Questions? Ms. Fanelli asks, raising her small wrinkled hands.
One boys says, What’s that in the center?
This, Ms. Fanelli says, picking up a slab of marble the size and shape of soap, is the only trophy I ever won. They gave them to all the little assholes on the T-ball team.
And the yellow mushroom top? A girl says and points.
That’s my diaphragm, Ms. Fanelli says. God knows how many penises have pushed up against it.
Curtis says, Teacher, teacher! I have to go to the bathroom.

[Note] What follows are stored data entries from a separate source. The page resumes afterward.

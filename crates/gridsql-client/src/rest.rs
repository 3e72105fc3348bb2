//! REST implementation of [`RecordStore`].
//!
//! Speaks the Airtable-compatible surface: `/v0/meta/bases` (paginated),
//! `/v0/meta/bases/{base}/tables`, and `/v0/{base}/{table}?offset=…`, all
//! under bearer authentication.

use async_trait::async_trait;
use log::debug;
use serde::de::DeserializeOwned;
use serde::Deserialize;

use gridsql_commons::{BaseId, BaseInfo, RecordPage, TableId, TableSchema};

use crate::error::ClientError;
use crate::RecordStore;

/// HTTP client for the upstream record store.
pub struct RestClient {
    http: reqwest::Client,
    api_url: String,
    token: String,
}

#[derive(Debug, Deserialize)]
struct BasesResponse {
    #[serde(default)]
    bases: Vec<BaseInfo>,
    #[serde(default)]
    offset: String,
}

#[derive(Debug, Deserialize)]
struct TablesResponse {
    #[serde(default)]
    tables: Vec<TableSchema>,
}

impl RestClient {
    /// Create a client for `api_url` (no trailing slash) with a bearer token.
    pub fn new(api_url: impl Into<String>, token: impl Into<String>) -> Self {
        Self {
            http: reqwest::Client::new(),
            api_url: api_url.into().trim_end_matches('/').to_string(),
            token: token.into(),
        }
    }

    async fn get_json<T: DeserializeOwned>(
        &self,
        url: String,
        query: &[(&str, &str)],
    ) -> Result<T, ClientError> {
        debug!("GET {}", url);
        let response = self
            .http
            .get(&url)
            .bearer_auth(&self.token)
            .query(query)
            .send()
            .await?;

        let status = response.status();
        if !status.is_success() {
            let message = response.text().await.unwrap_or_default();
            return Err(ClientError::Api {
                status: status.as_u16(),
                message,
            });
        }

        let body = response.bytes().await?;
        Ok(serde_json::from_slice(&body)?)
    }
}

#[async_trait]
impl RecordStore for RestClient {
    async fn list_bases(&self) -> Result<Vec<BaseInfo>, ClientError> {
        // The meta listing is itself paginated.
        let mut bases = Vec::new();
        let mut offset = String::new();
        loop {
            let query: Vec<(&str, &str)> = if offset.is_empty() {
                Vec::new()
            } else {
                vec![("offset", offset.as_str())]
            };
            let page: BasesResponse = self
                .get_json(format!("{}/v0/meta/bases", self.api_url), &query)
                .await?;
            bases.extend(page.bases);
            if page.offset.is_empty() {
                break;
            }
            offset = page.offset;
        }
        debug!("listed {} bases", bases.len());
        Ok(bases)
    }

    async fn base_schema(&self, base: &BaseId) -> Result<Vec<TableSchema>, ClientError> {
        let response: TablesResponse = self
            .get_json(
                format!("{}/v0/meta/bases/{}/tables", self.api_url, base),
                &[],
            )
            .await?;
        Ok(response.tables)
    }

    async fn list_records(
        &self,
        base: &BaseId,
        table: &TableId,
        cursor: Option<&str>,
    ) -> Result<RecordPage, ClientError> {
        let query: Vec<(&str, &str)> = match cursor {
            Some(cursor) => vec![("offset", cursor)],
            None => Vec::new(),
        };
        self.get_json(
            format!("{}/v0/{}/{}", self.api_url, base, table),
            &query,
        )
        .await
    }
}

#[cfg(test)]
mod tests {
    use super::*;

    #[test]
    fn trims_trailing_slash_from_api_url() {
        let client = RestClient::new("https://api.example.com/", "key");
        assert_eq!(client.api_url, "https://api.example.com");
    }

    #[test]
    fn decodes_a_bases_listing_page() {
        let body = serde_json::json!({
            "bases": [{"id": "app01", "name": "Game Journal"}],
            "offset": "next"
        });
        let page: BasesResponse = serde_json::from_value(body).unwrap();
        assert_eq!(page.bases.len(), 1);
        assert_eq!(page.offset, "next");

        let last: BasesResponse =
            serde_json::from_value(serde_json::json!({"bases": []})).unwrap();
        assert!(last.offset.is_empty());
    }
}
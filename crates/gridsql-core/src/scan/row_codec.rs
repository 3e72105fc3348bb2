//! Converts upstream records into Arrow record batches.
//!
//! One call converts one page of records under a resolved [`TableMapping`]:
//! column-wise, one typed conversion per column, no per-value type
//! inspection beyond what JSON forces.

use std::sync::Arc;

use chrono::NaiveDate;
use datafusion::arrow::array::{Array, Date32Array, Float64Array, StringArray};
use datafusion::arrow::datatypes::Date32Type;
use datafusion::arrow::record_batch::RecordBatch;
use serde_json::Value;

use gridsql_commons::{GridDataType, Record};

use crate::error::GridSqlError;
use crate::schema::{ColumnSpec, TableMapping};

type ArrayRef = Arc<dyn Array>;

/// Calendar-date wire format for Date columns.
const DATE_FORMAT: &str = "%Y-%m-%d";

/// Convert one page of records into a record batch.
///
/// Conversion rules per column:
/// - identity ← the record's own stable id (always present)
/// - absent field ← null
/// - Date ← parsed `YYYY-MM-DD`; a malformed value is a hard error, never
///   silently nulled
/// - Number ← the native JSON number, no text round-trip
/// - JsonArray ← a JSON array of string tokens, encoded with serde
/// - Text ← the value's plain text rendering
pub fn records_to_batch(
    mapping: &TableMapping,
    records: &[Record],
) -> Result<RecordBatch, GridSqlError> {
    let mut arrays: Vec<ArrayRef> = Vec::with_capacity(mapping.columns().len());

    for column in mapping.columns() {
        let array: ArrayRef = if column.identity {
            Arc::new(StringArray::from_iter_values(
                records.iter().map(|r| r.id.as_str()),
            ))
        } else {
            // Columns are named by normalized identifiers; records key
            // fields by the original upstream name kept in the mapping.
            let field = column.upstream_name.as_deref().unwrap_or_default();
            match column.data_type {
                GridDataType::Text => {
                    let values: Vec<Option<String>> = records
                        .iter()
                        .map(|r| r.fields.get(field).and_then(value_to_text))
                        .collect();
                    Arc::new(StringArray::from(values))
                }
                GridDataType::Number => {
                    let values: Vec<Option<f64>> = records
                        .iter()
                        .map(|r| r.fields.get(field).and_then(Value::as_f64))
                        .collect();
                    Arc::new(Float64Array::from(values))
                }
                GridDataType::Date => {
                    let mut values: Vec<Option<i32>> = Vec::with_capacity(records.len());
                    for r in records {
                        values.push(match r.fields.get(field) {
                            None | Some(Value::Null) => None,
                            Some(value) => Some(parse_date(column, value)?),
                        });
                    }
                    Arc::new(Date32Array::from(values))
                }
                GridDataType::JsonArray => {
                    let values: Vec<Option<String>> = records
                        .iter()
                        .map(|r| r.fields.get(field).and_then(encode_token_list))
                        .collect();
                    Arc::new(StringArray::from(values))
                }
            }
        };
        arrays.push(array);
    }

    RecordBatch::try_new(mapping.schema(), arrays).map_err(|e| GridSqlError::Schema(e.to_string()))
}

/// Plain text rendering: strings verbatim, other values as compact JSON.
fn value_to_text(value: &Value) -> Option<String> {
    match value {
        Value::Null => None,
        Value::String(s) => Some(s.clone()),
        other => Some(other.to_string()),
    }
}

fn parse_date(column: &ColumnSpec, value: &Value) -> Result<i32, GridSqlError> {
    let text = match value {
        Value::String(s) => s.clone(),
        other => other.to_string(),
    };
    let date =
        NaiveDate::parse_from_str(&text, DATE_FORMAT).map_err(|_| GridSqlError::DateParse {
            column: column.name.to_string(),
            value: text,
        })?;
    Ok(Date32Type::from_naive_date(date))
}

/// Encode a multi-valued field as a JSON array of string tokens.
///
/// Upstream link/lookup values arrive as JSON arrays and are re-encoded
/// element by element. A legacy textual rendering (`"[a b c]"`) is
/// tokenized on whitespace first. Either way the output is serialized JSON,
/// so tokens can never corrupt the framing.
fn encode_token_list(value: &Value) -> Option<String> {
    let tokens: Vec<Value> = match value {
        Value::Null => return None,
        Value::Array(items) => items
            .iter()
            .map(|item| match item {
                Value::String(s) => Value::String(s.clone()),
                other => Value::String(other.to_string()),
            })
            .collect(),
        Value::String(text) => {
            let trimmed = text.trim();
            let inner = trimmed
                .strip_prefix('[')
                .and_then(|rest| rest.strip_suffix(']'))
                .unwrap_or(trimmed);
            inner
                .split_whitespace()
                .map(|token| Value::String(token.to_string()))
                .collect()
        }
        other => vec![Value::String(other.to_string())],
    };
    Some(Value::Array(tokens).to_string())
}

Do you know, Curtis, Ms. Fanelli asks, what’s in the candy jar? Can you tell me who attached this hose to his tail pipe then ran it in the back right window?
Ms. Fanelli begins lifting items. This, class, is the earring I tore from of my sister’s ear. This, she says, is the bowl I eat out of nights. The love of my life wrote an article in this newspaper. Mom died and left a button collection with this stack of bills. Radishes, she says and swings a dusty cluster around, are all I can grow. Captain Morgan’s and Coke is still my drink of choice. Earl, she says and picks a goldfish off the top of a bowl, letting him dangle there like a tea bag just lifted from a cup, was my pet until just last week. He, too, disappointed.
Gillian, the quiet girl, raises her hand.
Yes, Gillian, what is it?
Is that, she says and hesitates, a stuffed teddy bear?
Of course, Gillian, Ms. Fanelli says. It’s just what it looks like. Class, she says, you’re eating up your thirty seconds, here, with questions.
Behind students leaning over desks trying to see, trying to get closer, are Ms. Fanelli’s computers and their incessant screen savers. In the black screen of one we’re zipping through space, stars careening past us. On another there’s a red scrolling marquee: Mrs. Fanelli is the best!!!
Comments [post a comment]
Posted by Lela Schneidman on Tuesday, August 12th, 2003 at 8:27 PM
this is a great story...wonderful to imagine as true, which i guess it could be? thanks for letting us read this.